EXERCISE REQUIREMENTS
Give only the number of lines in the following entries where "load" appears.

START SOURCE DATA

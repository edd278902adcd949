//! Binary wire-format parser.
//!
//! The parser walks the input through an [`EpsCopyInputStream`] so that tags
//! and scalar values can be read through raw pointers without per-field
//! bounds checks. Each message is parsed by one call to
//! [`Decoder::decode_message`], which recurses for sub-messages and groups
//! while keeping a hard cap on nesting depth.
//!
//! Fields numbered 1 to 15 are first tried against the table's fast dispatch
//! slots (see [`crate::fast_decode`]); everything else goes through the
//! generic path below.

use crate::StringView;
use crate::arena::Arena;
use crate::base::{Message, MessageValue};
use crate::eps_copy::{Done, EpsCopyInputStream, read_fixed32, read_fixed64, read_tag, read_varint};
use crate::extension_registry::ExtensionRegistry;
use crate::mini_table::{FieldType, MiniTable, MiniTableField, MiniTableSub};
use crate::status::DecodeStatus;
use crate::utils::is_valid_utf8;
use crate::wire::{self, WireType, make_tag};

/// Decoder flags plus the nesting limit.
///
/// Bit 0 aliases string fields into the input, bit 1 requests the required
/// field check and bits 16..32 carry `max_depth` (zero selects the default).
#[derive(Debug, Clone, Copy, PartialEq, Eq)]
pub struct DecodeOptions(u32);

impl DecodeOptions {
    pub const ALIAS_STRING: u32 = 1;
    pub const CHECK_REQUIRED: u32 = 2;
    pub const DEFAULT_MAX_DEPTH: u32 = 100;

    pub const fn new() -> Self {
        DecodeOptions(0)
    }

    pub const fn from_bits(bits: u32) -> Self {
        DecodeOptions(bits)
    }

    pub const fn bits(self) -> u32 {
        self.0
    }

    /// String and bytes fields point into the input instead of being copied.
    /// The input must then outlive the decoded message.
    pub const fn with_alias_string(self) -> Self {
        DecodeOptions(self.0 | Self::ALIAS_STRING)
    }

    pub const fn with_check_required(self) -> Self {
        DecodeOptions(self.0 | Self::CHECK_REQUIRED)
    }

    pub const fn with_max_depth(self, depth: u16) -> Self {
        DecodeOptions((self.0 & 0xffff) | ((depth as u32) << 16))
    }

    pub const fn alias_string(self) -> bool {
        self.0 & Self::ALIAS_STRING != 0
    }

    pub const fn check_required(self) -> bool {
        self.0 & Self::CHECK_REQUIRED != 0
    }

    pub const fn max_depth(self) -> u32 {
        match self.0 >> 16 {
            0 => Self::DEFAULT_MAX_DEPTH,
            d => d,
        }
    }
}

impl Default for DecodeOptions {
    fn default() -> Self {
        Self::new()
    }
}

const NO_GROUP: u32 = u32::MAX;

const MSGSET_ITEM_END: u32 = make_tag(1, WireType::EndGroup);
const MSGSET_TYPE_ID: u32 = make_tag(2, WireType::Varint);
const MSGSET_MESSAGE: u32 = make_tag(3, WireType::Delimited);

pub(crate) struct Decoder<'i, 'a, 'b> {
    pub(crate) stream: EpsCopyInputStream<'i>,
    pub(crate) arena: &'a Arena<'b>,
    extreg: Option<&'a ExtensionRegistry>,
    options: DecodeOptions,
    // Remaining nesting budget.
    depth: u32,
    // Number of the group whose end tag was just read, or `NO_GROUP`.
    end_group: u32,
    missing_required: bool,
}

#[inline(always)]
fn varint_value(field_type: FieldType, v: u64) -> MessageValue {
    match field_type {
        FieldType::Bool => MessageValue::Bool(v != 0),
        FieldType::UInt32 => MessageValue::UInt32(v as u32),
        FieldType::SInt32 => MessageValue::Int32(wire::zigzag_decode32(v as u32)),
        FieldType::Int64 => MessageValue::Int64(v as i64),
        FieldType::UInt64 => MessageValue::UInt64(v),
        FieldType::SInt64 => MessageValue::Int64(wire::zigzag_decode64(v)),
        _ => MessageValue::Int32(v as i32),
    }
}

#[inline(always)]
fn fixed32_value(field_type: FieldType, v: u32) -> MessageValue {
    match field_type {
        FieldType::Float => MessageValue::Float(f32::from_bits(v)),
        FieldType::SFixed32 => MessageValue::Int32(v as i32),
        _ => MessageValue::UInt32(v),
    }
}

#[inline(always)]
fn fixed64_value(field_type: FieldType, v: u64) -> MessageValue {
    match field_type {
        FieldType::Double => MessageValue::Double(f64::from_bits(v)),
        FieldType::SFixed64 => MessageValue::Int64(v as i64),
        _ => MessageValue::UInt64(v),
    }
}
impl<'a> Arena<'a> {
    /// Creates an empty arena that grows using `allocator`.
    ///
    /// Aborts through [`std::alloc::handle_alloc_error`] when the first block
    /// cannot be obtained; use [`Arena::try_new`] to observe that failure.
    pub fn new(allocator: &'a dyn Allocator) -> Self {
        match Self::try_new(allocator) {
            Some(arena) => arena,
            None => std::alloc::handle_alloc_error(
                Layout::from_size_align(FIRST_BLOCK_SIZE, MALLOC_ALIGN)
                    .unwrap_or(Layout::new::<u64>()),
            ),
        }
    }

    pub fn try_new(allocator: &'a dyn Allocator) -> Option<Self> {
        let size = FIRST_BLOCK_SIZE.max(STATE_OVERHEAD + 64);
        let layout = Layout::from_size_align(size, MALLOC_ALIGN).ok()?;
        let block = allocator.allocate(layout).ok()?.cast::<u8>().as_ptr();
        unsafe {
            let mem_block = block as *mut MemBlock;
            mem_block.write(MemBlock {
                next: ptr::null_mut(),
                size,
            });
            let state = block.add(BLOCK_RESERVE) as *mut ArenaState;
            Self::write_state(
                state,
                block.add(STATE_OVERHEAD),
                block.add(size),
                mem_block,
                Some(allocator),
                false,
            );
            (*state).last_size.set(size);
            (*state).space_allocated.store(size, Ordering::Relaxed);
            tracing::trace!(size, "arena created");
            Some(Arena {
                state: NonNull::new_unchecked(state),
                _allocator: PhantomData,
            })
        }
    }

    /// Creates an arena that first allocates out of `mem`.
    ///
    /// When `allocator` is `None` the arena cannot grow past `mem`; such an
    /// arena also refuses to fuse. Returns `None` if `mem` is too small to hold
    /// the arena's bookkeeping and there is no allocator to fall back to.
    pub fn init(mem: &'a mut [MaybeUninit<u8>], allocator: Option<&'a dyn Allocator>) -> Option<Self> {
        let start = mem.as_mut_ptr() as *mut u8;
        let misalign = align_up(start as usize, MALLOC_ALIGN) - start as usize;
        let state_size = align_up(core::mem::size_of::<ArenaState>(), MALLOC_ALIGN);
        if mem.len() < misalign + state_size {
            return match allocator {
                Some(allocator) => Self::try_new(allocator),
                None => None,
            };
        }
        unsafe {
            let state = start.add(misalign) as *mut ArenaState;
            Self::write_state(
                state,
                start.add(misalign + state_size),
                start.add(mem.len()),
                ptr::null_mut(),
                allocator,
                true,
            );
            (*state).last_size.set(mem.len());
            Some(Arena {
                state: NonNull::new_unchecked(state),
                _allocator: PhantomData,
            })
        }
    }

    unsafe fn write_state(
        state: *mut ArenaState,
        ptr: *mut u8,
        end: *mut u8,
        blocks: *mut MemBlock,
        allocator: Option<&'a dyn Allocator>,
        has_initial_block: bool,
    ) {
        let allocator = allocator.map(|a| {
            // Safety: only the lifetime changes; `Arena<'a>` outlives every use.
            unsafe { core::mem::transmute::<NonNull<dyn Allocator + 'a>, NonNull<dyn Allocator + 'static>>(NonNull::from(a)) }
        });
        unsafe {
            state.write(ArenaState {
                ptr: Cell::new(ptr),
                end: Cell::new(end),
                blocks: Cell::new(blocks),
                last_size: Cell::new(0),
                allocator,
                has_initial_block,
                space_allocated: AtomicUsize::new(0),
                parent_or_count: AtomicUsize::new(ParentOrCount::Root { refcount: 1 }.pack()),
                next: AtomicPtr::new(ptr::null_mut()),
                tail: AtomicPtr::new(state),
            });
        }
    }

    /// Sets the upper bound for blocks allocated after the first one.
    pub fn set_max_block_size(max: usize) {
        MAX_BLOCK_SIZE.store(max.max(FIRST_BLOCK_SIZE), Ordering::Relaxed);
    }

    fn st(&self) -> &ArenaState {
        unsafe { self.state.as_ref() }
    }

    /// Allocates `size` bytes aligned to [`MALLOC_ALIGN`].
    ///
    /// The returned memory is uninitialized. Returns `None` when the backing
    /// allocator fails or the arena cannot grow.
    #[inline]
    pub fn malloc(&self, size: usize) -> Option<NonNull<u8>> {
        let size = align_up(size, MALLOC_ALIGN);
        let st = self.st();
        let ptr = st.ptr.get();
        if st.end.get() as usize - ptr as usize >= size {
            st.ptr.set(unsafe { ptr.add(size) });
            return NonNull::new(ptr);
        }
        self.slow_malloc(size)
    }

    #[inline(never)]
    fn slow_malloc(&self, size: usize) -> Option<NonNull<u8>> {
        let st = self.st();
        let allocator = unsafe { st.allocator?.as_ref() };
        let max_block = MAX_BLOCK_SIZE.load(Ordering::Relaxed);
        let clamped = (st.last_size.get() * 2).min(max_block);
        let block_size = (BLOCK_RESERVE + size).max(clamped);
        let layout = Layout::from_size_align(block_size, MALLOC_ALIGN).ok()?;
        let block = allocator.allocate(layout).ok()?.cast::<u8>().as_ptr();
        unsafe {
            let mem_block = block as *mut MemBlock;
            mem_block.write(MemBlock {
                next: st.blocks.get(),
                size: block_size,
            });
            st.blocks.set(mem_block);
            st.ptr.set(block.add(BLOCK_RESERVE + size));
            st.end.set(block.add(block_size));
        }
        st.last_size.set(block_size);
        st.space_allocated.fetch_add(block_size, Ordering::Relaxed);
        tracing::trace!(block_size, "arena block allocated");
        NonNull::new(unsafe { block.add(BLOCK_RESERVE) })
    }

    /// Allocates memory for `layout`, honouring alignments above 8.
    pub fn alloc_raw(&self, layout: Layout) -> Option<NonNull<u8>> {
        if layout.align() <= MALLOC_ALIGN {
            return self.malloc(layout.size());
        }
        let raw = self.malloc(layout.size() + layout.align() - MALLOC_ALIGN)?;
        let aligned = align_up(raw.as_ptr() as usize, layout.align());
        NonNull::new(aligned as *mut u8)
    }

    /// Allocates `size` zeroed bytes.
    pub fn malloc_zeroed(&self, size: usize) -> Option<NonNull<u8>> {
        let ptr = self.malloc(size)?;
        unsafe { ptr::write_bytes(ptr.as_ptr(), 0, size) };
        Some(ptr)
    }

    /// Copies `bytes` into the arena.
    pub fn copy_bytes(&self, bytes: &[u8]) -> Option<NonNull<u8>> {
        let ptr = self.malloc(bytes.len())?;
        unsafe { ptr::copy_nonoverlapping(bytes.as_ptr(), ptr.as_ptr(), bytes.len()) };
        Some(ptr)
    }

    fn is_last_alloc(&self, ptr: NonNull<u8>, size: usize) -> bool {
        unsafe { ptr.as_ptr().add(align_up(size, MALLOC_ALIGN)) == self.st().ptr.get() }
    }

    /// Resizes an allocation previously returned by this arena.
    ///
    /// Extends in place when `ptr` is the most recent allocation and the
    /// current block has room; otherwise allocates and copies.
    pub fn realloc(&self, ptr: Option<NonNull<u8>>, old_size: usize, new_size: usize) -> Option<NonNull<u8>> {
        let old_aligned = align_up(old_size, MALLOC_ALIGN);
        let new_aligned = align_up(new_size, MALLOC_ALIGN);
        if let Some(p) = ptr {
            if self.is_last_alloc(p, old_size) {
                let st = self.st();
                let room = st.end.get() as usize - p.as_ptr() as usize;
                if new_aligned <= room {
                    st.ptr.set(unsafe { p.as_ptr().add(new_aligned) });
                    return Some(p);
                }
            } else if new_aligned <= old_aligned {
                return Some(p);
            }
        }
        let fresh = self.malloc(new_size)?;
        if let Some(p) = ptr {
            unsafe {
                ptr::copy_nonoverlapping(p.as_ptr(), fresh.as_ptr(), old_size.min(new_size));
            }
        }
        Some(fresh)
    }

    /// Shrinks the most recent allocation in place. No-op for older ones.
    pub fn shrink_last(&self, ptr: NonNull<u8>, old_size: usize, new_size: usize) {
        debug_assert!(new_size <= old_size);
        if self.is_last_alloc(ptr, old_size) {
            self.st()
                .ptr
                .set(unsafe { ptr.as_ptr().add(align_up(new_size, MALLOC_ALIGN)) });
        }
    }

    /// Fuses the lifetimes of `self` and `other`.
    ///
    /// After a successful fuse, memory from either arena stays valid until
    /// both have been dropped. Returns `false` if either arena was created
    /// with an initial block, or if the two draw blocks from different
    /// allocators: the group is freed by whichever member drops last, so
    /// every member's allocator must live as long as all of them.
    pub fn fuse(&self, other: &Arena<'a>) -> bool {
        if self.state == other.state {
            return true;
        }
        if self.st().has_initial_block || other.st().has_initial_block {
            return false;
        }
        match (self.st().allocator, other.st().allocator) {
            (Some(a), Some(b)) if same_allocator(a, b) => {}
            _ => return false,
        }
        unsafe {
            loop {
                let (mut r1, mut w1) = find_root(self.state);
                let (mut r2, mut w2) = find_root(other.state);
                if r1 == r2 {
                    return true;
                }
                // The lower address wins so concurrent fuses agree on a root.
                if r1.as_ptr() > r2.as_ptr() {
                    core::mem::swap(&mut r1, &mut r2);
                    core::mem::swap(&mut w1, &mut w2);
                }
                let (c1, c2) = match (ParentOrCount::unpack(w1), ParentOrCount::unpack(w2)) {
                    (ParentOrCount::Root { refcount: c1 }, ParentOrCount::Root { refcount: c2 }) => {
                        (c1, c2)
                    }
                    _ => continue,
                };
                let summed = ParentOrCount::Root { refcount: c1 + c2 }.pack();
                if r1
                    .as_ref()
                    .parent_or_count
                    .compare_exchange(w1, summed, Ordering::AcqRel, Ordering::Acquire)
                    .is_err()
                {
                    continue;
                }
                let child = ParentOrCount::Child(r1).pack();
                if r2
                    .as_ref()
                    .parent_or_count
                    .compare_exchange(w2, child, Ordering::AcqRel, Ordering::Acquire)
                    .is_err()
                {
                    return_refs(r1, c2);
                    continue;
                }
                append_group(r1, r2);
                tracing::trace!(refcount = c1 + c2, "arenas fused");
                return true;
            }
        }
    }

    /// Whether `self` and `other` belong to the same fuse group.
    pub fn is_fused(&self, other: &Arena<'a>) -> bool {
        unsafe { find_root(self.state).0 == find_root(other.state).0 }
    }

    /// Number of arenas in this arena's fuse group.
    pub fn fuse_count(&self) -> usize {
        let mut count = 0;
        self.for_each_in_group(|_| count += 1);
        count
    }

    /// Total bytes obtained from backing allocators by the whole fuse group.
    pub fn space_allocated(&self) -> usize {
        let mut total = 0;
        self.for_each_in_group(|st| total += st.space_allocated.load(Ordering::Relaxed));
        total
    }

    fn for_each_in_group(&self, mut f: impl FnMut(&ArenaState)) {
        unsafe {
            let (root, _) = find_root(self.state);
            let mut cur = root.as_ptr();
            while !cur.is_null() {
                f(&*cur);
                cur = (*cur).next.load(Ordering::Acquire);
            }
        }
    }

    fn is_alone(&self) -> bool {
        let st = self.st();
        ParentOrCount::unpack(st.parent_or_count.load(Ordering::Acquire))
            == ParentOrCount::Root { refcount: 1 }
            && st.next.load(Ordering::Acquire).is_null()
    }

    /// Records the current allocation position.
    pub fn checkpoint(&self) -> Checkpoint {
        let st = self.st();
        Checkpoint {
            ptr: st.ptr.get(),
            end: st.end.get(),
            blocks: st.blocks.get(),
            last_size: st.last_size.get(),
        }
    }

    /// Releases everything allocated after `cp`.
    ///
    /// Refused (returns `false`) once the arena has been fused, because other
    /// arenas may hold pointers into the memory being released.
    pub fn rollback(&mut self, cp: Checkpoint) -> bool {
        if !self.is_alone() {
            return false;
        }
        let st = self.st();
        let mut released = 0;
        unsafe {
            let mut block = st.blocks.get();
            while block != cp.blocks && !block.is_null() {
                let next = (*block).next;
                let size = (*block).size;
                if let Some(allocator) = st.allocator {
                    allocator.as_ref().deallocate(
                        NonNull::new_unchecked(block as *mut u8),
                        Layout::from_size_align_unchecked(size, MALLOC_ALIGN),
                    );
                }
                released += size;
                block = next;
            }
        }
        st.blocks.set(cp.blocks);
        st.ptr.set(cp.ptr);
        st.end.set(cp.end);
        st.last_size.set(cp.last_size);
        st.space_allocated.fetch_sub(released, Ordering::Relaxed);
        true
    }
}
use super::{MiniTable, MiniTableEnum, MiniTableField, MiniTableSub};

/// Layout of an extension field together with the message it extends.
///
/// The field's offset is always zero: extension values are stored in a
/// record of their own rather than in the extendee's body.
#[repr(C)]
#[derive(Debug)]
pub struct MiniTableExtension {
    pub(crate) field: MiniTableField,
    pub(crate) extendee: *const MiniTable,
    pub(crate) sub: MiniTableSub,
}

unsafe impl Send for MiniTableExtension {}
unsafe impl Sync for MiniTableExtension {}

impl MiniTableExtension {
    pub fn field(&self) -> &MiniTableField {
        &self.field
    }

    pub fn number(&self) -> u32 {
        self.field.number
    }

    pub fn extendee(&self) -> &MiniTable {
        unsafe { &*self.extendee }
    }

    pub(crate) fn extendee_ptr(&self) -> *const MiniTable {
        self.extendee
    }

    pub fn sub_message(&self) -> Option<&MiniTable> {
        match self.sub {
            MiniTableSub::Message(t) if !t.is_null() && !MiniTable::is_empty_placeholder(t) => Some(unsafe { &*t }),
            _ => None,
        }
    }

    pub(crate) fn sub_message_raw(&self) -> &MiniTable {
        match self.sub {
            MiniTableSub::Message(t) if !t.is_null() => unsafe { &*t },
            _ => MiniTable::empty(),
        }
    }

    pub fn sub_enum(&self) -> Option<&MiniTableEnum> {
        match self.sub {
            MiniTableSub::Enum(e) if !e.is_null() => Some(unsafe { &*e }),
            _ => None,
        }
    }

    /// Points a message-typed extension at its message table.
    pub fn set_sub_message(&mut self, sub: *const MiniTable) -> bool {
        if !self.field.is_sub_message() {
            return false;
        }
        self.sub = MiniTableSub::Message(sub);
        true
    }

    pub fn set_sub_enum(&mut self, sub: *const MiniTableEnum) -> bool {
        if !self.field.is_closed_enum() {
            return false;
        }
        self.sub = MiniTableSub::Enum(sub);
        true
    }
}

END SOURCE DATA

SOLUTION
5